The most essential findings of the doctoral dissertation are concretised in the following:
- The planning concept and methods for strategic planning presented in this work (which
take into account the network age, reliability, electrotechnical and mechanical condition of
the network and environmental factors) are applicable to practice.
- The need for strategic planning has increased for instance as a result of more focused
owner policy and intensified economic regulation. Success in the distribution business
144
calls for an ability to anticipate and react to changes in the operating environment.
Electricity distribution network business, similarly as any business or investment target,
should be profitable. The most profitable solutions that best serve the owners interests can
be found when there is comprehensive knowledge on the business in the field, and the role
of the strategy process in decision-making is understood in full.
- There is no single universal model to be applied to strategic decision-making, but each
development task has to be carried out case by case. This is due to the different operating
environments and diverging targets set by the owners of the distribution companies;
moreover, these are issues that have a strong influence on the outlines and progress of the
strategy process.
- All the essential information on the distribution network (e.g. reliability, age and condition
data, information on the electrotechnical state of the network) and information on the
operating environment of the business have to be available for the strategic planning.
Should all these necessary data be not at hand for decision-making, the best results may
not be reached in minimisation of the total costs. The importance of analysing several
information sources simultaneously was accentuated for instance in section 5.3. However,
it is the strategy process that determines which of the network renovation criteria is the
most decisive one in the distribution company in question.
- The strategy process has to be updated from time to time. For instance, the entry of
electric vehicles into the market may have an influence on distribution network design in
the future. Moreover, the changing and evolving objectives and requirements of society
together with the general technological development necessitate up-to-date information in
strategic decision-making.
- Outage costs constitute an important part of the economic regulation of the electricity
distribution business, and reliability is a key driver in network planning. This results from
the constant development of society and intensified requirements for reliable supply of
electricity associated with it. The significant role of outage costs is discussed for instance
in sections 3.2 and 3.3.
145
- The high average age of distribution networks and the high renovation needs in the near
future constitute a challenge but also an opportunity. In Finland, electrification of rural
areas took place almost simultaneously in most parts of the country, and consequently, the
renovation needs are not restricted to single distribution companies. Large-scale
renovation needs, on the other hand, enable cost-efficient adoption of new network
structures and construction methods (large-scale transfer of overhead lines to roadsides
and underground cabling serving as examples).
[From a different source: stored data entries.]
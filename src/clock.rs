/*
 * The time base of the crossing.
 *
 * A periodic ticker calls `tick()` at `TICKS_PER_SECOND`. The clock folds
 * those ticks into whole seconds, which is the only unit the sequencer waits
 * in. The sequencer restarts the clock whenever it needs a fresh timing
 * window.
 *
 * The sub-second ticks and the seconds are one value behind one lock. Ticks
 * arrive while the main loop is half way through evaluating a phase, so a
 * reader must never see the ticks of one second paired with the seconds of
 * another, and a restart must clear both at once.
 */

use core::cell::Cell;

use embassy_sync::blocking_mutex::{Mutex, raw::CriticalSectionRawMutex};

use crate::config::TICKS_PER_SECOND;

/// Time since the clock was last restarted.
#[derive(Debug, Default, Clone, Copy, PartialEq, Eq)]
#[cfg_attr(target_os = "none", derive(defmt::Format))]
pub struct Elapsed {
    /// Sub-second ticks, always below `TICKS_PER_SECOND`.
    pub ticks: u32,
    pub seconds: u32,
}

impl Elapsed {
    pub const ZERO: Elapsed = Elapsed {
        ticks: 0,
        seconds: 0,
    };

    /// Position in the current timing window, counted in ticks.
    pub fn window_tick(&self) -> u32 {
        self.seconds
            .saturating_mul(TICKS_PER_SECOND)
            .saturating_add(self.ticks)
    }
}

pub struct Clock {
    elapsed: Mutex<CriticalSectionRawMutex, Cell<Elapsed>>,
}

impl Clock {
    pub const fn new() -> Self {
        Clock {
            elapsed: Mutex::new(Cell::new(Elapsed::ZERO)),
        }
    }

    /// Called once per timer period. Short and non-blocking: it runs on every
    /// tick, also while the sequencer is in the middle of a poll.
    pub fn tick(&self) {
        self.elapsed.lock(|elapsed| {
            let mut now = elapsed.get();
            now.ticks += 1;
            if now.ticks >= TICKS_PER_SECOND {
                now.ticks = 0;
                now.seconds = now.seconds.saturating_add(1);
            }
            elapsed.set(now);
        });
    }

    pub fn now(&self) -> Elapsed {
        self.elapsed.lock(|elapsed| elapsed.get())
    }

    /// Start a fresh timing window: ticks and seconds both go back to zero.
    pub fn restart(&self) {
        self.elapsed.lock(|elapsed| elapsed.set(Elapsed::ZERO));
    }
}

impl Default for Clock {
    fn default() -> Self {
        Self::new()
    }
}

#[cfg(test)]
mod tests {
    use super::*;

    fn ticked(count: u32) -> Clock {
        let clock = Clock::new();
        for _ in 0..count {
            clock.tick();
        }
        clock
    }

    #[test]
    fn starts_at_zero() {
        assert_eq!(Clock::new().now(), Elapsed::ZERO);
    }

    #[test]
    fn one_tick_short_of_a_second() {
        let clock = ticked(TICKS_PER_SECOND - 1);
        assert_eq!(
            clock.now(),
            Elapsed {
                ticks: TICKS_PER_SECOND - 1,
                seconds: 0
            }
        );
    }

    #[test]
    fn sixty_four_ticks_make_one_second() {
        let clock = ticked(64);
        assert_eq!(clock.now(), Elapsed { ticks: 0, seconds: 1 });
    }

    #[test]
    fn seconds_keep_counting() {
        let clock = ticked(10 * TICKS_PER_SECOND + 5);
        assert_eq!(clock.now(), Elapsed { ticks: 5, seconds: 10 });
    }

    #[test]
    fn restart_clears_ticks_and_seconds_together() {
        let clock = ticked(3 * TICKS_PER_SECOND + 17);
        clock.restart();
        assert_eq!(clock.now(), Elapsed::ZERO);

        clock.tick();
        assert_eq!(clock.now(), Elapsed { ticks: 1, seconds: 0 });
    }

    #[test]
    fn window_tick_spans_seconds() {
        assert_eq!(Elapsed { ticks: 26, seconds: 1 }.window_tick(), 90);
        assert_eq!(Elapsed { ticks: 22, seconds: 2 }.window_tick(), 150);
        assert_eq!(
            Elapsed {
                ticks: 63,
                seconds: u32::MAX
            }
            .window_tick(),
            u32::MAX
        );
    }
}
Based on the strategy analyses and analyses on the operating environment, we may conclude
that under the conditions prevailing in Finland, in the network development work, even large
network-technological changes could be considered in the distribution system. This conclusion
is supported by the experiences obtained from the actual distribution companies during the
strategy process.
The changes taking place both in the operating environment and network technologies call for
further development of the strategy process proposed in this doctoral dissertation. Among
others, the role of distributed generation and smart grids in the network development will grow.
In order to be able to reliably embed such significant topics in the strategy process, intensive
research on these topics is required in the future also. To a certain degree, these issues will be
addressed in various national and international research projects already launched on the theme.